Articulate

Becoming a Newman
Thomas Newman is among the most highly respected and successful film composers. Though part of a Hollywood musical dynasty, he has created a unique musical voice.
TRANSCRIPT
(ethereal music)
- [Narrator] The film composer Thomas Newman
is part of a Hollywood musical dynasty,
but as a young man,
he wasn't sure he'd be able to live up to the family name.
- I never felt entitlement.
I guess I've just always been, I've always had grit.

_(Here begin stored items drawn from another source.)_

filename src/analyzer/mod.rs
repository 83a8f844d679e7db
// Analyzer module: one submodule per analysis stage over a price history.

pub mod history;
pub mod trend;
pub mod volatility;
pub mod seasonal;
pub mod alert;

pub use alert::{AlertClass, PriceAlert, PriceAlertClassifier};
pub use seasonal::{SeasonalPattern, SeasonalPatternDetector};
pub use trend::{Forecast, TrendForecaster, TrendLabel};
pub use volatility::{Volatility, VolatilityAnalyzer, VolatilityLabel};
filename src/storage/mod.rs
pub mod sqlite;

pub use sqlite::SqliteStorage;
use crate::rules::fact::{Condition, Fact, Rule};
use std::cmp::Reverse;
use tracing::debug;

/// Facts asserted so far plus the rules that may derive more.
///
/// One knowledge base backs exactly one inference run. It is moved into a
/// [`RuleEngine`] and handed back by [`RuleEngine::into_knowledge_base`].
#[derive(Debug, Clone, Default)]
pub struct KnowledgeBase {
    facts: Vec<Fact>,
    rules: Vec<Rule>,
}

impl KnowledgeBase {
    pub fn new() -> Self {
        Self::default()
    }

    pub fn with_rules(rules: Vec<Rule>) -> Self {
        Self {
            facts: Vec::new(),
            rules,
        }
    }

    /// Facts in assertion order.
    pub fn facts(&self) -> &[Fact] {
        &self.facts
    }

    pub fn rules(&self) -> &[Rule] {
        &self.rules
    }

    pub fn contains(&self, fact: &Fact) -> bool {
        self.facts.iter().any(|f| f == fact)
    }

    /// Most recently asserted fact for `(predicate, subject)`.
    pub fn latest(&self, predicate: &str, subject: &str) -> Option<&Fact> {
        self.facts.iter().rev().find(|f| f.is_about(predicate, subject))
    }

    pub fn query(&self, predicate: &str, subject: &str) -> Vec<&Fact> {
        self.facts
            .iter()
            .filter(|f| f.is_about(predicate, subject))
            .collect()
    }

    fn holds(&self, condition: &Condition) -> bool {
        self.latest(&condition.predicate, &condition.subject)
            .is_some_and(|fact| condition.operator.apply(&fact.value, &condition.value))
    }

    fn insert(&mut self, fact: Fact) -> bool {
        if self.contains(&fact) {
            return false;
        }
        self.facts.push(fact);
        true
    }
}

/// Forward-chaining production system over a [`KnowledgeBase`].
///
/// Facts are never retracted, and every rule has a fixed conclusion, so each
/// rule can add at most one fact and [`RuleEngine::infer`] always reaches a
/// fixpoint.
pub struct RuleEngine {
    kb: KnowledgeBase,
}

impl RuleEngine {
    pub fn new() -> Self {
        Self {
            kb: KnowledgeBase::new(),
        }
    }

    pub fn with_rules(rules: Vec<Rule>) -> Self {
        Self::from_knowledge_base(KnowledgeBase::with_rules(rules))
    }

    pub fn from_knowledge_base(kb: KnowledgeBase) -> Self {
        Self { kb }
    }

    /// Adds a fact unless the identical triple is already known.
    /// Returns whether the fact was new.
    pub fn assert_fact(&mut self, fact: Fact) -> bool {
        self.kb.insert(fact)
    }

    pub fn add_rule(&mut self, rule: Rule) {
        self.kb.rules.push(rule);
    }

    pub fn query(&self, predicate: &str, subject: &str) -> Vec<&Fact> {
        self.kb.query(predicate, subject)
    }

    pub fn facts(&self) -> &[Fact] {
        self.kb.facts()
    }

    pub fn into_knowledge_base(self) -> KnowledgeBase {
        self.kb
    }

    /// Runs full passes over the rules until one adds nothing.
    /// Rules are visited by descending priority, ties in registration order.
    /// Returns the newly derived facts in derivation order.
    pub fn infer(&mut self) -> Vec<Fact> {
        let mut order: Vec<usize> = (0..self.kb.rules.len()).collect();
        order.sort_by_key(|&i| Reverse(self.kb.rules[i].priority));

        let mut derived = Vec::new();
        let mut passes = 0;
        loop {
            passes += 1;
            let mut changed = false;
            for &i in &order {
                let rule = &self.kb.rules[i];
                if !rule.conditions.iter().all(|c| self.kb.holds(c)) {
                    continue;
                }
                let conclusion = rule.conclusion.clone();
                if self.kb.contains(&conclusion) {
                    continue;
                }
                debug!("rule '{}' fired: {}", rule.id, conclusion);
                self.kb.facts.push(conclusion.clone());
                derived.push(conclusion);
                changed = true;
            }
            if !changed {
                break;
            }
        }

        debug!("fixpoint after {} passes, {} new facts", passes, derived.len());
        derived
    }
}

impl Default for RuleEngine {
    fn default() -> Self {
        Self::new()
    }
}

#[cfg(test)]
mod tests {
    use super::*;
    use crate::rules::fact::Operator;

    fn chain_rules() -> Vec<Rule> {
        vec![
            Rule::new(
                "cheap",
                vec![Condition::new("percent_of_average", "product", Operator::Lt, 80.0)],
                Fact::new("price_class", "product", "CHEAP"),
                3,
            ),
            Rule::new(
                "opportunity",
                vec![
                    Condition::new("price_class", "product", Operator::Eq, "CHEAP"),
                    Condition::new("trend", "product", Operator::Eq, "FALLING"),
                ],
                Fact::new("opportunity", "product", "EXCELLENT"),
                5,
            ),
        ]
    }

    #[test]
    fn chains_across_passes() {
        let mut engine = RuleEngine::with_rules(chain_rules());
        engine.assert_fact(Fact::new("percent_of_average", "product", 70.0));
        engine.assert_fact(Fact::new("trend", "product", "FALLING"));

        // "opportunity" is visited first but can only fire on the second pass
        let derived = engine.infer();
        assert_eq!(
            derived,
            vec![
                Fact::new("price_class", "product", "CHEAP"),
                Fact::new("opportunity", "product", "EXCELLENT"),
            ]
        );
    }

    #[test]
    fn second_run_derives_nothing() {
        let mut engine = RuleEngine::with_rules(chain_rules());
        engine.assert_fact(Fact::new("percent_of_average", "product", 70.0));
        engine.assert_fact(Fact::new("trend", "product", "FALLING"));
        assert_eq!(engine.infer().len(), 2);
        assert!(engine.infer().is_empty());
        assert_eq!(engine.facts().len(), 4);
    }

    #[test]
    fn asserting_is_idempotent_but_values_coexist() {
        let mut engine = RuleEngine::new();
        assert!(engine.assert_fact(Fact::new("trend", "product", "FALLING")));
        assert!(!engine.assert_fact(Fact::new("trend", "product", "FALLING")));
        assert!(engine.assert_fact(Fact::new("trend", "product", "RISING")));
        assert_eq!(engine.query("trend", "product").len(), 2);
        assert!(engine.query("trend", "date").is_empty());
    }

    #[test]
    fn conditions_read_the_latest_fact() {
        let mut engine = RuleEngine::with_rules(vec![Rule::new(
            "rising",
            vec![Condition::new("trend", "product", Operator::Eq, "RISING")],
            Fact::new("signal", "product", "UP"),
            1,
        )]);
        engine.assert_fact(Fact::new("trend", "product", "RISING"));
        engine.assert_fact(Fact::new("trend", "product", "FALLING"));
        assert!(engine.infer().is_empty());
    }

    #[test]
    fn missing_or_mistyped_facts_never_fire() {
        let mut engine = RuleEngine::with_rules(vec![
            Rule::new(
                "absent",
                vec![Condition::new("volatility", "product", Operator::Eq, "HIGH")],
                Fact::new("x", "product", true),
                1,
            ),
            Rule::new(
                "mistyped",
                vec![Condition::new("trend", "product", Operator::Gt, 1.0)],
                Fact::new("y", "product", true),
                1,
            ),
        ]);
        engine.assert_fact(Fact::new("trend", "product", "FALLING"));
        assert!(engine.infer().is_empty());
    }

    #[test]
    fn unconditional_rules_fire_once() {
        let mut engine = RuleEngine::new();
        engine.add_rule(Rule::new("always", vec![], Fact::new("ready", "engine", true), 0));
        assert_eq!(engine.infer(), vec![Fact::new("ready", "engine", true)]);
        assert!(engine.infer().is_empty());
    }

    #[test]
    fn equal_priorities_keep_registration_order() {
        let rules = vec![
            Rule::new("b", vec![], Fact::new("seen", "b", true), 1),
            Rule::new("a", vec![], Fact::new("seen", "a", true), 1),
            Rule::new("c", vec![], Fact::new("seen", "c", true), 2),
        ];
        let derived = RuleEngine::with_rules(rules).infer();
        let subjects: Vec<&str> = derived.iter().map(|f| f.subject.as_str()).collect();
        assert_eq!(subjects, ["c", "b", "a"]);
    }

    #[test]
    fn registration_order_does_not_change_the_fact_base() {
        let mut rules = chain_rules();
        rules.push(Rule::new(
            "wait",
            vec![Condition::new("trend", "product", Operator::Eq, "FALLING")],
            Fact::new("recommendation", "product", "WAIT"),
            4,
        ));

        let run = |rules: Vec<Rule>| {
            let mut engine = RuleEngine::with_rules(rules);
            engine.assert_fact(Fact::new("percent_of_average", "product", 70.0));
            engine.assert_fact(Fact::new("trend", "product", "FALLING"));
            engine.infer();
            let mut facts: Vec<String> = engine.facts().iter().map(|f| f.to_string()).collect();
            facts.sort();
            facts
        };

        let forward = run(rules.clone());
        rules.reverse();
        assert_eq!(forward, run(rules));
    }

    #[test]
    fn knowledge_base_round_trips_through_the_engine() {
        let mut engine = RuleEngine::from_knowledge_base(KnowledgeBase::with_rules(chain_rules()));
        engine.assert_fact(Fact::new("percent_of_average", "product", 10.0));
        engine.infer();
        let kb = engine.into_knowledge_base();
        assert_eq!(kb.rules().len(), 2);
        assert_eq!(
            kb.latest("price_class", "product"),
            Some(&Fact::new("price_class", "product", "CHEAP"))
        );
    }
}
// Rule engine: typed facts and a forward-chaining inference loop.

pub mod fact;
pub mod engine;

pub use engine::{KnowledgeBase, RuleEngine};
pub use fact::{Condition, Fact, FactValue, Operator, Rule};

I think if I've had any quality that's driven me forward,
it's just a sense of, shoulder, shoulder down
and let's keep moving forward.
- [Narrator] Thomas Newman's father Alfred,
was a nine time Academy award winning composer
who spent nearly two decades as music director
of 20th century Fox during the 1940s and '50s.
He also wrote the iconic fanfare for the studio.
The next generation of Newman's brought cousin Randy,
who's become one of America's most beloved songwriters
and film composers.
The rest of the family is littered with accomplished
classical musicians and composers and growing up,
it was a given that music would be an important
part of Thomas's life.
His mother would drive him and his two siblings
to lessons with best teachers.
Sometimes hours away,
but the Newman children didn't get much advice
from their famous father.
He would spend long hours holed up in his studio.
- My dad was, I think in the days when he was alive,
it was enough to make a living.
And, then mother would do most of the parenting
and that's just not as true now as it was then,
I always believe my dad loved us a lot.
He would get up late and work late.
He would rarely have dinner with us.
There was a Sunday dinner he'd have with us,
which was typically roast beef and mashed potatoes.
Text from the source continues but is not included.